Below, we show confidence intervals for each of the hazard ratios. Since both bars include the log(HR) of 1.0 and both of their p-values were greater than 0.05, there is insufficient evidence to suggest that a specific Histologic Grade or Tumor Stage is connected with negative clinical outcomes of death or the development of a new tumor in our cohort of Endometrial cancer tumors.

In [20]:
cph.plot()
plt.tight_layout()
No description has been provided for this image

Closing Remarks¶

It is important to note that there are relatively few patients who died in our cohort (7 out of 88), which is good, but with such a small sample size of death events, it is difficult to conclude with certainty that these features are not more or less connected with survival.
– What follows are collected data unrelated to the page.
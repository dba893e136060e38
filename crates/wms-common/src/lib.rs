//! Common types and utilities shared across the pg-wms crates.

pub mod bbox;
pub mod crs;
pub mod db;
pub mod error;
pub mod style;
pub mod tile;

pub use bbox::BoundingBox;
pub use crs::Srid;
pub use db::ConnectionParams;
pub use error::{WmsError, WmsResult};
pub use style::normalize_color;
pub use tile::{tile_to_bbox, TileCoord, TileFormat, EARTH_CIRCUMFERENCE};
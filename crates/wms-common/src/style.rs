//! Color handling for cartography rules.
//!
//! Colors arrive from layer configuration either as `#RRGGBB` literals or as
//! whitespace-separated decimal triples (`"58 112 38"`).

/// Normalize a configured color to a `#rrggbb` hex string.
///
/// Strings starting with `#` pass through unchanged. Anything else must be
/// three whitespace-separated base-10 integers in `0..=255`.
pub fn normalize_color(value: &str) -> Result<String, ColorParseError> {
    if value.starts_with('#') {
        return Ok(value.to_string());
    }

    let parts: Vec<&str> = value.split_whitespace().collect();
    if parts.len() != 3 {
        return Err(ColorParseError::InvalidFormat(value.to_string()));
    }

    let mut rgb = [0u8; 3];
    for (slot, part) in rgb.iter_mut().zip(&parts) {
        *slot = part
            .parse::<u8>()
            .map_err(|_| ColorParseError::InvalidComponent(part.to_string()))?;
    }

    Ok(format!("#{:02x}{:02x}{:02x}", rgb[0], rgb[1], rgb[2]))
}

#[derive(Debug, Clone, PartialEq, Eq, thiserror::Error)]
pub enum ColorParseError {
    #[error("Invalid color '{0}': expected '#RRGGBB' or 'R G B'")]
    InvalidFormat(String),

    #[error("Invalid color component: {0}")]
    InvalidComponent(String),
}
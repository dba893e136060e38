//! OGC service exception documents.

use quick_xml::escape::escape;

/// Render a WMS `ServiceExceptionReport` with a single exception.
pub fn service_exception_xml(code: &str, message: &str) -> String {
    format!(
        r#"<?xml version="1.0"?><ServiceExceptionReport><ServiceException code="{}">{}</ServiceException></ServiceExceptionReport>"#,
        escape(code),
        escape(message)
    )
}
Perhaps a sample of patients with more deaths might have different results. Alternatively, studying an event with more negative outcomes (such as tumor recurrence) may also provide more data to work with.

In [21]:
df_clean['Survival status (1, dead; 0, alive)'].value_counts()
Out[21]:
Survival status (1, dead; 0, alive)
False    91
True     12
Name: count, dtype: int64

It is also important to note that the confidence intervals for these ratios are very large, especially since hazard ratios are standardly shown on a log-scale.

In [22]:
cph.confidence_intervals_
Out[22]:
95% lower-bound 95% upper-bound
covariate
tumor_stage_pathological 0.222404 1.295220
RAC2_umich_proteomics -0.632089 0.971199
PODXL_umich_proteomics -0.988706 0.643185

This is just one example of how you might use Survival Analysis to learn more about different types of cancer, and how clinical and/or genetic attributes contribute to likelihood of survival. There are many other clinical and genetic attributes, as well as several other cancer types, that can be explored using a similar process to that above. In particular, lung cancer and ovarian cancer have a larger number of negative outcomes per cohort, and would be good to look into further.